The President’s action rests on the Antiquities Act (54 U.S.C. § 320301), which authorizes monument proclamations; the Department of Justice Office of Legal Counsel concluded (June 2025) that a President may alter or revoke prior monument designations and their restrictions by proclamation. That legal claim is contested in scholarship and by earlier OLC precedent (and some judges have treated the issue as unsettled), so a revocation of monument fishing restrictions is likely to be litigated and could ultimately be decided by courts. (In short: the Administration cites the Antiquities Act/OLC opinion; many legal scholars disagree and courts have not conclusively resolved the issue.)
Obama’s 2016 proclamation (Proclamation 9496) established the 4,913‑sq‑mile Northeast Canyons and Seamounts Marine National Monument and prohibited a set of extractive and damaging activities (examples in the proclamation): mineral/oil & gas exploration and development; use of poisons/electrical charges/explosives to collect resources; introducing non‑native species; removing or damaging living or nonliving monument resources; drilling/anchoring/dredging or placing structures on submerged lands; and "fishing commercially" in the monument (with a limited 7‑year phase‑out allowed for red crab and American lobster). The February 6, 2026 White House fact sheet says the new proclamation restores commercial fishing access to all 4,913 sq mi — i.e., it removes the monument’s commercial‑fishing prohibition; other prohibitions in Proclamation 9496 are not described as changed in the White House notice.
Scientists say the canyons and seamounts host fragile, slow‑growing deep‑sea corals, sponges and benthic communities that are damaged by bottom‑contact and fixed gear; reopening to commercial fishing (especially bottom‑contact gear and trap lines) raises risks of physical destruction of coral/sponge habitat, loss of nursery/spawning habitat, declines in benthic biodiversity, and cascading effects up the food web (fish, seabirds, marine mammals). Long‑lived deep‑sea organisms recover very slowly, so damage can be essentially permanent on human time scales. The area’s role as a productive feeding/wintering area for migratory species means broader ecosystem impacts are possible. (Observed impacts of bottom trawling and fixed gear on deep‑sea corals and seamounts are documented by NOAA and peer‑reviewed studies.)
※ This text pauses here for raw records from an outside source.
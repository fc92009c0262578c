//! Paginated read pipeline
//!
//! Builds a filtered query, follows marker pagination and flattens the
//! merged records into output rows.
//!
//! # Architecture
//!
//! - [`query`] - Query filters with empty-value removal
//! - [`pager`] - Marker pagination as a lazy page stream
//! - [`flatten`] - Static field tables mapping records to rows
//! - [`path`] - Dot-notation JSON lookup
//!
//! # Example
//!
//! ```ignore
//! let request = ListRequest::get("vpc", "/v2.0/vpc/routes")
//!     .query(QueryFilter::new().with("vpc_id", json!("v1")));
//! let pager = MarkerPager::new("routes", "id", "marker");
//! let rows = read_rows(&client, &request, &pager, &ROUTE_MAPPER).await?;
//! ```

pub mod flatten;
pub mod pager;
pub mod path;
pub mod query;

use crate::error::Result;
use async_trait::async_trait;
use serde_json::Value;

pub use flatten::{FieldKind, FieldRule, Row, RowMapper};
pub use pager::{CursorLocator, ListRequest, MarkerPager};
pub use query::QueryFilter;

/// Source of JSON pages, usually the cloud client
#[async_trait]
pub trait Transport: Send + Sync {
    async fn get(&self, service: &str, path: &str, query: &[(String, String)]) -> Result<Value>;
}

/// Fetch all pages of a list request and flatten them into rows
pub async fn read_rows<T>(
    transport: &T,
    request: &ListRequest,
    pager: &MarkerPager,
    mapper: &RowMapper,
) -> Result<Vec<Row>>
where
    T: Transport + ?Sized,
{
    let records = pager.collect(transport, request).await?;
    mapper.map_all(&records)
}
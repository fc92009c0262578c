//! Data sources and resources
//!
//! Each module declares its endpoint, its static field table and a read
//! function taking an explicit [`CloudClient`](crate::cloud::CloudClient).
//!
//! - [`vpc_routes`] - `hcso_vpc_routes` data source
//! - [`vpc_subnets`] - `hcso_vpc_subnets` data source
//! - [`workspace_service`] - `hcso_workspace_service` resource

pub mod vpc_routes;
pub mod vpc_subnets;
pub mod workspace_service;

pub use vpc_routes::{read_vpc_routes, RoutesData, RoutesQuery};
pub use vpc_subnets::{read_vpc_subnets, SubnetsData, SubnetsQuery};
pub use workspace_service::{read_service, ServiceConfig};

/// Data sources have no natural ID; every read gets a fresh one
pub fn data_source_id() -> String {
    uuid::Uuid::new_v4().to_string()
}
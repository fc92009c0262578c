//! Dot-notation JSON paths
//!
//! `routes.0.id` walks objects by key and arrays by index; `-1` selects
//! the last element of an array.

use serde_json::Value;

/// Look up a value by dot-notation path. An empty path returns the value itself.
pub fn lookup<'a>(value: &'a Value, path: &str) -> Option<&'a Value> {
    if path.is_empty() {
        return Some(value);
    }

    let mut current = value;
    for part in path.split('.') {
        current = match current {
            Value::Array(items) => {
                let idx: i64 = part.parse().ok()?;
                let idx = if idx < 0 {
                    items.len().checked_sub(idx.unsigned_abs() as usize)?
                } else {
                    idx as usize
                };
                items.get(idx)?
            }
            Value::Object(map) => map.get(part)?,
            _ => return None,
        };
    }
    Some(current)
}

/// Name of a JSON value's type, for error messages
pub fn type_name(value: &Value) -> &'static str {
    match value {
        Value::Null => "null",
        Value::Bool(_) => "bool",
        Value::Number(_) => "number",
        Value::String(_) => "string",
        Value::Array(_) => "array",
        Value::Object(_) => "object",
    }
}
The White House fact sheet and its text identify longline and Maine lobster fisheries and U.S. commercial vessels as beneficiaries; NOAA’s 2024 final rule shows the Monument prohibition was implemented in Magnuson‑Stevens regulations. Which specific vessel types will immediately operate depends on fisheries management (regional fishery management councils, permits, and NOAA regulations). Commercial fishermen would still need to comply with existing federal and regional permits, vessel safety and reporting rules, and any fishery‑specific regulations (quotas, gear restrictions, area closures). If the proclamation is implemented, operators would use the fisheries’ legal permitting pathways (NOAA/Regional Council), but any change may be subject to litigation and follow‑on rulemaking; until NOAA/management bodies and courts act, the 2016/2021 prohibitions remained in federal regulation.
The Magnuson‑Stevens Fishery Conservation and Management Act (MSA) is the primary statute for U.S. fishery management; it creates regional fishery management councils, sets stock‑assessment, bycatch, and conservation requirements, and authorizes fishing regulations. The Administration argues that MSA protections for highly migratory and managed species remain in force in place of monument restrictions, and NOAA has used MSA regulations to implement fishing prohibitions inside the monument. But MSA is a fishery‑management statute; it does not by itself prohibit other extractive activities or substitute for monument status protections for non‑fish resources (e.g., deep‑sea corals). Whether MSA “applies in place of” a monument prohibition depends on the legal question whether the President may remove the monument restriction and on what NOAA/management measures remain in force; NOAA previously implemented the commercial‑fishing prohibition through MSA regulations (50 CFR), showing the two regimes interact but are not identical.
The White House fact sheet asserts reopening will support New England and Maine fishing industries and create jobs, but it does not provide a public, peer‑reviewed economic analysis on net impacts. Independent economic studies of marine protected areas and fishing closures show localized short‑term costs to restricted fishermen can be offset over time by spillover and ecosystem benefits, but results vary by fishery, gear type, and management design. NOAA and regional fishery councils typically conduct stock‑ and socioeconomic analyses when changing access; however, the White House fact sheet offers claims without citing a published economic study specific to reopening this particular monument. In short: the Administration states economic benefits but has not cited a transparent, peer‑reviewed economic analysis in the public fact sheet; independent analyses would be needed to verify net job and regional economic impacts.